Let $A_n=\sum_{j=1}^{n}\left[j\sum_{k=1}^{n-j+1} k\right]$. Write out $A_{n-1}$ and notice that $A_n-A_{n-1}=\sum_{j=1}^{n}\sum_{k=1}^{j}k$ (write out terms by terms if necessary).
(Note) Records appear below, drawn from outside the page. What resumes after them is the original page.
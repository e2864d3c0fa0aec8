//! Page-width container

use super::variants::{ClassList, StyleVariants, VariantAxis};
use super::Component;
use crate::helpers::attrs;

pub static CONTAINER: StyleVariants = StyleVariants {
    base: "mx-auto w-full",
    axes: &[
        VariantAxis {
            name: "size",
            default: "xl",
            options: &[
                ("sm", "max-w-2xl"),
                ("md", "max-w-4xl"),
                ("lg", "max-w-6xl"),
                ("xl", "max-w-7xl"),
                ("full", "max-w-full"),
            ],
        },
        VariantAxis {
            name: "padding",
            default: "default",
            options: &[("none", "px-0"), ("default", "px-4 sm:px-6 lg:px-8")],
        },
    ],
};

#[derive(Debug, Clone, Copy, Default, PartialEq, Eq)]
pub enum ContainerSize {
    Sm,
    Md,
    Lg,
    #[default]
    Xl,
    Full,
}

impl ContainerSize {
    pub fn as_str(&self) -> &'static str {
        match self {
            ContainerSize::Sm => "sm",
            ContainerSize::Md => "md",
            ContainerSize::Lg => "lg",
            ContainerSize::Xl => "xl",
            ContainerSize::Full => "full",
        }
    }
}

/// Centered wrapper around raw HTML content
#[derive(Debug, Clone, Default)]
pub struct Container {
    size: Option<ContainerSize>,
    padded: Option<bool>,
    tag: Option<&'static str>,
    id: Option<String>,
    content_html: String,
    class: Option<String>,
}

impl Container {
    pub fn new(content_html: impl Into<String>) -> Self {
        Self {
            content_html: content_html.into(),
            ..Default::default()
        }
    }

    pub fn size(mut self, size: ContainerSize) -> Self {
        self.size = Some(size);
        self
    }

    pub fn padded(mut self, padded: bool) -> Self {
        self.padded = Some(padded);
        self
    }

    /// Element name, `div` unless set (`section`, `main`, ...)
    pub fn tag(mut self, tag: &'static str) -> Self {
        self.tag = Some(tag);
        self
    }

    pub fn id(mut self, id: impl Into<String>) -> Self {
        self.id = Some(id.into());
        self
    }

    pub fn class(mut self, class: impl Into<String>) -> Self {
        self.class = Some(class.into());
        self
    }

    pub fn classes(&self) -> ClassList {
        let mut selections = Vec::new();
        if let Some(s) = self.size {
            selections.push(("size", s.as_str()));
        }
        if let Some(p) = self.padded {
            selections.push(("padding", if p { "default" } else { "none" }));
        }
        CONTAINER.resolve(&selections, self.class.as_deref())
    }
}

impl Component for Container {
    fn render(&self) -> String {
        let tag = self.tag.unwrap_or("div");
        let classes = self.classes().to_string();
        format!(
            "<{tag}{}>{}</{tag}>",
            attrs(&[("id", self.id.as_deref()), ("class", Some(classes.as_str()))]),
            self.content_html,
        )
    }
}

#[cfg(test)]
mod tests {
    use super::*;

    #[test]
    fn test_defaults() {
        let classes = Container::new("").classes();
        assert!(classes.contains_all("mx-auto max-w-7xl px-4 sm:px-6 lg:px-8"));
    }

    #[test]
    fn test_unpadded_narrow() {
        let classes = Container::new("").size(ContainerSize::Sm).padded(false).classes();
        assert!(classes.contains("max-w-2xl"));
        assert!(classes.contains("px-0"));
        assert!(!classes.contains("max-w-7xl"));
    }

    #[test]
    fn test_render_tag_and_id() {
        let html = Container::new("<p>x</p>").tag("section").id("faq").render();
        assert!(html.starts_with(r#"<section id="faq" class="#));
        assert!(html.ends_with("<p>x</p></section>"));
    }
}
Since $n^4$ is strictly monotone and divergent sequence, by Stolz–Cesàro
$$ \lim _{n \rightarrow \infty} \frac{A_n}{n^4}=\frac{A_n-A_{n-1}}{n^4-(n-1)^4}=\lim _{n \rightarrow \infty} \frac{\sum_{j=1}^{n}\sum_{k=1}^{j}k}{4n^3-6n^2+4n-1}. $$$$ \lim _{n \rightarrow \infty} \frac{A_n}{n^4}=\lim _{n \rightarrow \infty}\frac{A_n-A_{n-1}}{n^4-(n-1)^4}=\lim _{n \rightarrow \infty} \frac{\sum_{j=1}^{n}\sum_{k=1}^{j}k}{4n^3-6n^2+4n-1}. $$ Letting $B_n=\sum_{j=1}^{n}\sum_{k=1}^{j}k$ and applying Stolz–Cesàro similarly again
$$ \lim _{n \rightarrow \infty} \frac{B_n}{4n^3-6n^2+4n-1}=\lim _{n \rightarrow \infty} \frac{\sum_{k=1}^{n}k}{12n^2-24n+14}. $$ And just for consistency $C_n=\sum_{k=1}^{n}k$ and for the last time
$$ \lim _{n \rightarrow \infty} \frac{C_n}{12n^2-24n+14}=\lim_{n\to \infty}\frac{n}{24n-36}=\frac{1}{24}. $$ Hence the answer is $\frac{96}{24}=4$.